Если простой селянин мог добиться короны императора, то что говорить о сотнях и тысячах вельмож – детей гончаров, кузнецов, грамматиков, актеров и простых воинов. Не ленись, учись, не пропивай свои дни и без того короткой жизни, а главное верти головой как сова и не упусти свой (для подавляющего большинства людишек) единственный шанс.
Никифор его не упустил.
Он часто, то с легкой усмешкой, то с молитвой на устах, вспоминал день, который перевернул его жизнь, и теперь, как и мечталось, привел его к главенству над столицей империи. А тогда…
…Его разбудили, впрочем, как и обычно, ударом ноги:
– Вставай, сын осла и старой кобылицы! Уже солнце взошло. К работе… Бездельники!.. Нахлебники!.. Телом моим питаетесь и кровью моей запиваете, отродье антихриста!..
Стиснув зубы и сжав губы в ниточки, вместе с Никифором быстро вскочили на ноги еще два писца-нотария, такие же юные, не высыпавшиеся и вечно голодные, как и сам он. А еще двое мальчиков-слуг и старый повар, который ни с кем не говорил и на кухню не пускал.
Сам хозяин, почти всегда пребывающий в дурном расположении духа, выполнив утреннюю важную работу, тут же удалился из полуподвальной комнатушки-спальни. Теперь его недовольный голос слышался в кладовой и направлялся на женскую половину дома.
Как замечательно быть адвокатом-тавуллярием!

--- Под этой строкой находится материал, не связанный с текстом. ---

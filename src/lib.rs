pub mod cli;
pub mod error;
pub mod registry;
pub mod selection;
pub mod tables;

use clap::CommandFactory;
use log::{debug, warn};

pub use crate::cli::{Args, Cmd};
pub use crate::error::Error;
pub use crate::registry::{Description, Monitor, MonitorRegistry};
pub use crate::tables::{InputSource, PowerState, Setting, VcpCommand};

/// Run `cmd` against the monitors in `registry`.
///
/// Arguments are fully validated before any monitor is written to.
pub fn execute<M: Monitor>(cmd: &Cmd, registry: &mut MonitorRegistry<M>) -> anyhow::Result<()> {
    debug!("Executing {:?}", cmd);

    match cmd {
        Cmd::List => {
            if registry.is_empty() {
                warn!("No DDC/CI capable monitors found");
            }
            let display_info = cli::collect_display_info(registry.describe_all());
            cli::print_table(&display_info);
        }
        Cmd::Power { state, monitors } => do_set(registry, *state, monitors.as_deref())?,
        Cmd::Input { input, monitors } => do_set(registry, *input, monitors.as_deref())?,
        Cmd::Help => {
            Args::command().print_long_help()?;
        }
    }

    Ok(())
}

/// Write `setting` to the monitors named by `monitors`, or to all of them.
pub fn do_set<M: Monitor, S: Setting>(
    registry: &mut MonitorRegistry<M>,
    setting: S,
    monitors: Option<&str>,
) -> Result<(), Error> {
    let selected = registry.select(monitors.unwrap_or(""))?;
    registry.apply(&selected, setting)
}

#[cfg(test)]
mod tests {
    use clap::Parser;

    use super::*;
    use crate::registry::fake::monitors;

    fn run(args: &[&str], count: usize, failing: &[usize]) -> (anyhow::Result<()>, Vec<(usize, u8, u16)>) {
        let args = Args::try_parse_from(std::iter::once("vcpctl").chain(args.iter().copied()))
            .expect("arguments should parse");
        let (m, log) = monitors(count, failing);
        let mut registry = MonitorRegistry::new(m);

        let res = execute(&args.cmd, &mut registry);
        drop(registry);

        let log = log.borrow();
        assert_eq!(log.dropped, count, "every monitor released once");
        (res, log.writes.clone())
    }

    #[test]
    fn power_offb_all() {
        let (res, writes) = run(&["power", "offb"], 3, &[]);

        assert!(res.is_ok());
        assert_eq!(writes, vec![(1, 0xD6, 0x05), (2, 0xD6, 0x05), (3, 0xD6, 0x05)]);
    }

    #[test]
    fn input_hdmi2_subset() {
        let (res, writes) = run(&["input", "hdmi2", "1,2"], 3, &[]);

        assert!(res.is_ok());
        assert_eq!(writes, vec![(1, 0x60, 0x12), (2, 0x60, 0x12)]);
    }

    #[test]
    fn bad_selection_touches_nothing() {
        let (res, writes) = run(&["power", "standby", "9"], 3, &[]);

        let err = res.unwrap_err();
        assert_eq!(
            err.downcast_ref::<Error>(),
            Some(&Error::IndexOutOfRange { index: 9, count: 3 })
        );
        assert!(writes.is_empty());

        let (res, writes) = run(&["input", "dp1", "1,x"], 3, &[]);
        assert!(res.is_err());
        assert!(writes.is_empty());
    }

    #[test]
    fn partial_failure_is_an_error() {
        let (res, writes) = run(&["input", "analog1"], 3, &[2]);

        assert_eq!(
            res.unwrap_err().downcast_ref::<Error>(),
            Some(&Error::ApplyFailed { monitors: vec![2] })
        );
        assert_eq!(writes.len(), 3);
    }

    #[test]
    fn no_monitors() {
        let (res, writes) = run(&["power", "on"], 0, &[]);
        assert!(res.is_ok());
        assert!(writes.is_empty());

        let (res, _) = run(&["power", "on", "1"], 0, &[]);
        assert!(res.is_err());
    }

    #[test]
    fn list_and_help_write_nothing() {
        let (res, writes) = run(&["list"], 2, &[]);
        assert!(res.is_ok());
        assert!(writes.is_empty());

        let (res, writes) = run(&["help"], 2, &[]);
        assert!(res.is_ok());
        assert!(writes.is_empty());
    }

    #[test]
    fn only_help_skips_enumeration() {
        assert!(!Cmd::Help.needs_monitors());
        assert!(Cmd::List.needs_monitors());
    }
}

Свой дом, своя кладовая, свой повар, свои писцы, свои слуги. Сейчас накричится, выпьет вина, закусит белой лепешкой с медом и усядется в приемной дожидаться клиента. А уж если тот постучится в дверь, то можно быть уверенным – цепкий паук адвокат ни за что не выпустит из сетей хитросплетенных законов не то что худородную муху мелкого торгаша, но и жирнющего купца или даже навклира[33].
Как завидовал ему Никифор! Как мечтал со временем собрать для вступления в корпорацию нотариев-адвокатов тридцать номисм[34] и стать уважаемым в городе тавуллярием. А пока… А пока он только входит в корпорацию на правах писца тавуллярия, и, как младший член корпорации, не имеет даже права голосовать. Его удел трудиться от зари до зари, мерзнуть в холод, обливаться потом в духоту и зной и не иметь времени поднять голову, или почесать за ухом.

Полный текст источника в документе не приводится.